**TASK DESCRIPTION**
Your output must be a faithful copy of the listing underneath.

**INPUT MATERIAL**
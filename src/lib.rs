//! # fyyur
//!
//! REST API for listing music venues, artists, and the shows that connect
//! them.
//!
//! Venues are browsed grouped by city and state, artists and venues are
//! searched by name, and every detail page splits its shows into past and
//! upcoming relative to the current local time. The grouping, splitting,
//! and ordering rules live in [`domain::aggregation`] as pure functions;
//! everything else is plumbing around them.
//!
//! ## Architecture
//!
//! ```text
//! Clients (HTTP)
//!     │
//!     ├── REST Handlers (api/)
//!     │
//!     ├── ListingService + Clock (service/)
//!     │
//!     ├── Aggregation Engine, records, form catalogs (domain/)
//!     │
//!     └── RecordStore (persistence/)
//!           ├── PostgresStore (sqlx)
//!           └── MemoryStore
//! ```

pub mod api;
pub mod app_state;
pub mod config;
pub mod domain;
pub mod error;
pub mod persistence;
pub mod service;
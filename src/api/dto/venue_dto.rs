//! Venue DTOs for create, edit, search, and detail.

use chrono::NaiveDateTime;
use serde::{Deserialize, Serialize};
use utoipa::ToSchema;

use crate::domain::catalog;
use crate::domain::{ArtistId, ShowDetail, Venue, VenueDraft, VenueSummary};
use crate::error::FyyurError;
use crate::service::VenueDetail;

/// Request body for `POST /venues` and `PUT /venues/{id}`.
#[derive(Debug, Clone, Default, Deserialize, ToSchema)]
pub struct VenueRequest {
    /// Venue name (required).
    #[serde(default)]
    pub name: String,
    /// Street address (required).
    #[serde(default)]
    pub address: String,
    /// City (required).
    #[serde(default)]
    pub city: String,
    /// Two-letter state code (required).
    #[serde(default)]
    pub state: String,
    /// Contact phone.
    #[serde(default)]
    pub phone: Option<String>,
    /// Website URL.
    #[serde(default)]
    pub website: Option<String>,
    /// Picture URL.
    #[serde(default)]
    pub image_link: Option<String>,
    /// Facebook page URL.
    #[serde(default)]
    pub facebook_link: Option<String>,
    /// At least one genre from `GET /config/genres`.
    #[serde(default)]
    pub genres: Vec<String>,
    /// Whether the venue is looking for performers.
    #[serde(default)]
    pub seeking_talent: bool,
    /// What the venue is looking for.
    #[serde(default)]
    pub seeking_description: Option<String>,
}

impl TryFrom<VenueRequest> for VenueDraft {
    type Error = FyyurError;

    fn try_from(req: VenueRequest) -> Result<Self, Self::Error> {
        Ok(Self {
            name: catalog::required("name", &req.name)?,
            address: catalog::required("address", &req.address)?,
            city: catalog::required("city", &req.city)?,
            state: catalog::state(&req.state)?,
            phone: catalog::optional(req.phone),
            website: catalog::optional_link("website", req.website)?,
            image_link: catalog::optional_link("image_link", req.image_link)?,
            facebook_link: catalog::optional_link("facebook_link", req.facebook_link)?,
            genres: catalog::genres(req.genres)?,
            seeking_talent: req.seeking_talent,
            seeking_description: catalog::optional(req.seeking_description),
        })
    }
}

/// A show on a venue page, joined with its artist.
#[derive(Debug, Clone, Serialize, ToSchema)]
pub struct VenueShowDto {
    /// Performing artist.
    pub artist_id: ArtistId,
    /// Performing artist name.
    pub artist_name: String,
    /// Performing artist picture.
    pub artist_image_link: Option<String>,
    /// Show start.
    pub start_time: NaiveDateTime,
}

impl From<ShowDetail> for VenueShowDto {
    fn from(detail: ShowDetail) -> Self {
        Self {
            artist_id: ArtistId::new(detail.counterpart_id),
            artist_name: detail.counterpart_name,
            artist_image_link: detail.counterpart_image_link,
            start_time: detail.start_time,
        }
    }
}

/// Response body for `GET /venues/{id}`.
#[derive(Debug, Serialize, ToSchema)]
pub struct VenueDetailResponse {
    /// The venue record.
    #[serde(flatten)]
    pub venue: Venue,
    /// Shows that already started, in store order.
    pub past_shows: Vec<VenueShowDto>,
    /// Shows starting now or later, in store order.
    pub upcoming_shows: Vec<VenueShowDto>,
    /// Length of `past_shows`.
    pub past_shows_count: usize,
    /// Length of `upcoming_shows`.
    pub upcoming_shows_count: usize,
}

impl From<VenueDetail> for VenueDetailResponse {
    fn from(detail: VenueDetail) -> Self {
        let past = detail.shows.past;
        let upcoming = detail.shows.upcoming;
        Self {
            venue: detail.venue,
            past_shows_count: past.len(),
            upcoming_shows_count: upcoming.len(),
            past_shows: past.into_iter().map(Into::into).collect(),
            upcoming_shows: upcoming.into_iter().map(Into::into).collect(),
        }
    }
}

/// Response body for `POST /venues/search`.
#[derive(Debug, Serialize, ToSchema)]
pub struct VenueSearchResponse {
    /// Term echoed from the request.
    pub search_term: String,
    /// Number of matches; always the length of `data`.
    pub count: usize,
    /// Matching venues.
    pub data: Vec<VenueSummary>,
}

impl VenueSearchResponse {
    /// Wraps search results, deriving `count` from the list.
    #[must_use]
    pub fn new(search_term: String, data: Vec<VenueSummary>) -> Self {
        Self {
            search_term,
            count: data.len(),
            data,
        }
    }
}

#[cfg(test)]
#[allow(clippy::panic)]
mod tests {
    use super::*;

    fn request() -> VenueRequest {
        VenueRequest {
            name: " The Musical Hop ".to_string(),
            address: "1015 Folsom Street".to_string(),
            city: "San Francisco".to_string(),
            state: "CA".to_string(),
            phone: Some(" ".to_string()),
            website: Some("https://www.themusicalhop.com".to_string()),
            genres: vec!["Jazz".to_string(), "Folk".to_string()],
            seeking_talent: true,
            ..VenueRequest::default()
        }
    }

    #[test]
    fn valid_request_becomes_draft() {
        let Ok(draft) = VenueDraft::try_from(request()) else {
            panic!("valid request rejected");
        };
        assert_eq!(draft.name, "The Musical Hop");
        assert_eq!(draft.phone, None);
        assert_eq!(draft.genres.len(), 2);
        assert!(draft.seeking_talent);
    }

    #[test]
    fn missing_address_is_rejected() {
        let req = VenueRequest {
            address: String::new(),
            ..request()
        };
        let Err(err) = VenueDraft::try_from(req) else {
            panic!("blank address accepted");
        };
        assert_eq!(err.to_string(), "validation failed: address is required");
    }

    #[test]
    fn bad_facebook_link_is_rejected() {
        let req = VenueRequest {
            facebook_link: Some("facebook.com/hop".to_string()),
            ..request()
        };
        assert!(VenueDraft::try_from(req).is_err());
    }

    #[test]
    fn search_count_tracks_data() {
        let response = VenueSearchResponse::new("hop".to_string(), Vec::new());
        assert_eq!(response.count, 0);
    }
}
//! Service layer: business logic orchestration.
//!
//! [`ListingService`] reads and writes records through a
//! [`crate::persistence::RecordStore`] and shapes them with the
//! [`crate::domain::aggregation`] functions.

pub mod clock;
pub mod listing_service;

pub use clock::Clock;
pub use listing_service::{ArtistDetail, ListingService, VenueDetail};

**ANSWER TO THE EXERCISE**
filename src/lib.rs
//! # fyyur
//!
//! REST API for listing music venues, artists, and the shows that connect
//! them.
//!
//! Venues are browsed grouped by city and state, artists and venues are
//! searched by name, and every detail page splits its shows into past and
//! upcoming relative to the current local time. The grouping, splitting,
//! and ordering rules live in [`domain::aggregation`] as pure functions;
//! everything else is plumbing around them.
//!
//! ## Architecture
//!
//! ```text
//! Clients (HTTP)
//!     │
//!     ├── REST Handlers (api/)
//!     │
//!     ├── ListingService + Clock (service/)
//!     │
//!     ├── Aggregation Engine, records, form catalogs (domain/)
//!     │
//!     └── RecordStore (persistence/)
//!           ├── PostgresStore (sqlx)
//!           └── MemoryStore
//! ```

pub mod api;
pub mod app_state;
pub mod config;
pub mod domain;
pub mod error;
pub mod persistence;
pub mod service;
filename src/api/dto/venue_dto.rs
//! Venue DTOs for create, edit, search, and detail.

use chrono::NaiveDateTime;
use serde::{Deserialize, Serialize};
use utoipa::ToSchema;

use crate::domain::catalog;
use crate::domain::{ArtistId, ShowDetail, Venue, VenueDraft, VenueSummary};
use crate::error::FyyurError;
use crate::service::VenueDetail;

/// Request body for `POST /venues` and `PUT /venues/{id}`.
#[derive(Debug, Clone, Default, Deserialize, ToSchema)]
pub struct VenueRequest {
    /// Venue name (required).
    #[serde(default)]
    pub name: String,
    /// Street address (required).
    #[serde(default)]
    pub address: String,
    /// City (required).
    #[serde(default)]
    pub city: String,
    /// Two-letter state code (required).
    #[serde(default)]
    pub state: String,
    /// Contact phone.
    #[serde(default)]
    pub phone: Option<String>,
    /// Website URL.
    #[serde(default)]
    pub website: Option<String>,
    /// Picture URL.
    #[serde(default)]
    pub image_link: Option<String>,
    /// Facebook page URL.
    #[serde(default)]
    pub facebook_link: Option<String>,
    /// At least one genre from `GET /config/genres`.
    #[serde(default)]
    pub genres: Vec<String>,
    /// Whether the venue is looking for performers.
    #[serde(default)]
    pub seeking_talent: bool,
    /// What the venue is looking for.
    #[serde(default)]
    pub seeking_description: Option<String>,
}

impl TryFrom<VenueRequest> for VenueDraft {
    type Error = FyyurError;

    fn try_from(req: VenueRequest) -> Result<Self, Self::Error> {
        Ok(Self {
            name: catalog::required("name", &req.name)?,
            address: catalog::required("address", &req.address)?,
            city: catalog::required("city", &req.city)?,
            state: catalog::state(&req.state)?,
            phone: catalog::optional(req.phone),
            website: catalog::optional_link("website", req.website)?,
            image_link: catalog::optional_link("image_link", req.image_link)?,
            facebook_link: catalog::optional_link("facebook_link", req.facebook_link)?,
            genres: catalog::genres(req.genres)?,
            seeking_talent: req.seeking_talent,
            seeking_description: catalog::optional(req.seeking_description),
        })
    }
}

/// A show on a venue page, joined with its artist.
#[derive(Debug, Clone, Serialize, ToSchema)]
pub struct VenueShowDto {
    /// Performing artist.
    pub artist_id: ArtistId,
    /// Performing artist name.
    pub artist_name: String,
    /// Performing artist picture.
    pub artist_image_link: Option<String>,
    /// Show start.
    pub start_time: NaiveDateTime,
}

impl From<ShowDetail> for VenueShowDto {
    fn from(detail: ShowDetail) -> Self {
        Self {
            artist_id: ArtistId::new(detail.counterpart_id),
            artist_name: detail.counterpart_name,
            artist_image_link: detail.counterpart_image_link,
            start_time: detail.start_time,
        }
    }
}

/// Response body for `GET /venues/{id}`.
#[derive(Debug, Serialize, ToSchema)]
pub struct VenueDetailResponse {
    /// The venue record.
    #[serde(flatten)]
    pub venue: Venue,
    /// Shows that already started, in store order.
    pub past_shows: Vec<VenueShowDto>,
    /// Shows starting now or later, in store order.
    pub upcoming_shows: Vec<VenueShowDto>,
    /// Length of `past_shows`.
    pub past_shows_count: usize,
    /// Length of `upcoming_shows`.
    pub upcoming_shows_count: usize,
}

impl From<VenueDetail> for VenueDetailResponse {
    fn from(detail: VenueDetail) -> Self {
        let past = detail.shows.past;
        let upcoming = detail.shows.upcoming;
        Self {
            venue: detail.venue,
            past_shows_count: past.len(),
            upcoming_shows_count: upcoming.len(),
            past_shows: past.into_iter().map(Into::into).collect(),
            upcoming_shows: upcoming.into_iter().map(Into::into).collect(),
        }
    }
}

/// Response body for `POST /venues/search`.
#[derive(Debug, Serialize, ToSchema)]
pub struct VenueSearchResponse {
    /// Term echoed from the request.
    pub search_term: String,
    /// Number of matches; always the length of `data`.
    pub count: usize,
    /// Matching venues.
    pub data: Vec<VenueSummary>,
}

impl VenueSearchResponse {
    /// Wraps search results, deriving `count` from the list.
    #[must_use]
    pub fn new(search_term: String, data: Vec<VenueSummary>) -> Self {
        Self {
            search_term,
            count: data.len(),
            data,
        }
    }
}

#[cfg(test)]
#[allow(clippy::panic)]
mod tests {
    use super::*;

    fn request() -> VenueRequest {
        VenueRequest {
            name: " The Musical Hop ".to_string(),
            address: "1015 Folsom Street".to_string(),
            city: "San Francisco".to_string(),
            state: "CA".to_string(),
            phone: Some(" ".to_string()),
            website: Some("https://www.themusicalhop.com".to_string()),
            genres: vec!["Jazz".to_string(), "Folk".to_string()],
            seeking_talent: true,
            ..VenueRequest::default()
        }
    }

    #[test]
    fn valid_request_becomes_draft() {
        let Ok(draft) = VenueDraft::try_from(request()) else {
            panic!("valid request rejected");
        };
        assert_eq!(draft.name, "The Musical Hop");
        assert_eq!(draft.phone, None);
        assert_eq!(draft.genres.len(), 2);
        assert!(draft.seeking_talent);
    }

    #[test]
    fn missing_address_is_rejected() {
        let req = VenueRequest {
            address: String::new(),
            ..request()
        };
        let Err(err) = VenueDraft::try_from(req) else {
            panic!("blank address accepted");
        };
        assert_eq!(err.to_string(), "validation failed: address is required");
    }

    #[test]
    fn bad_facebook_link_is_rejected() {
        let req = VenueRequest {
            facebook_link: Some("facebook.com/hop".to_string()),
            ..request()
        };
        assert!(VenueDraft::try_from(req).is_err());
    }

    #[test]
    fn search_count_tracks_data() {
        let response = VenueSearchResponse::new("hop".to_string(), Vec::new());
        assert_eq!(response.count, 0);
    }
}
//! Service layer: business logic orchestration.
//!
//! [`ListingService`] reads and writes records through a
//! [`crate::persistence::RecordStore`] and shapes them with the
//! [`crate::domain::aggregation`] functions.

pub mod clock;
pub mod listing_service;

pub use clock::Clock;
pub use listing_service::{ArtistDetail, ListingService, VenueDetail};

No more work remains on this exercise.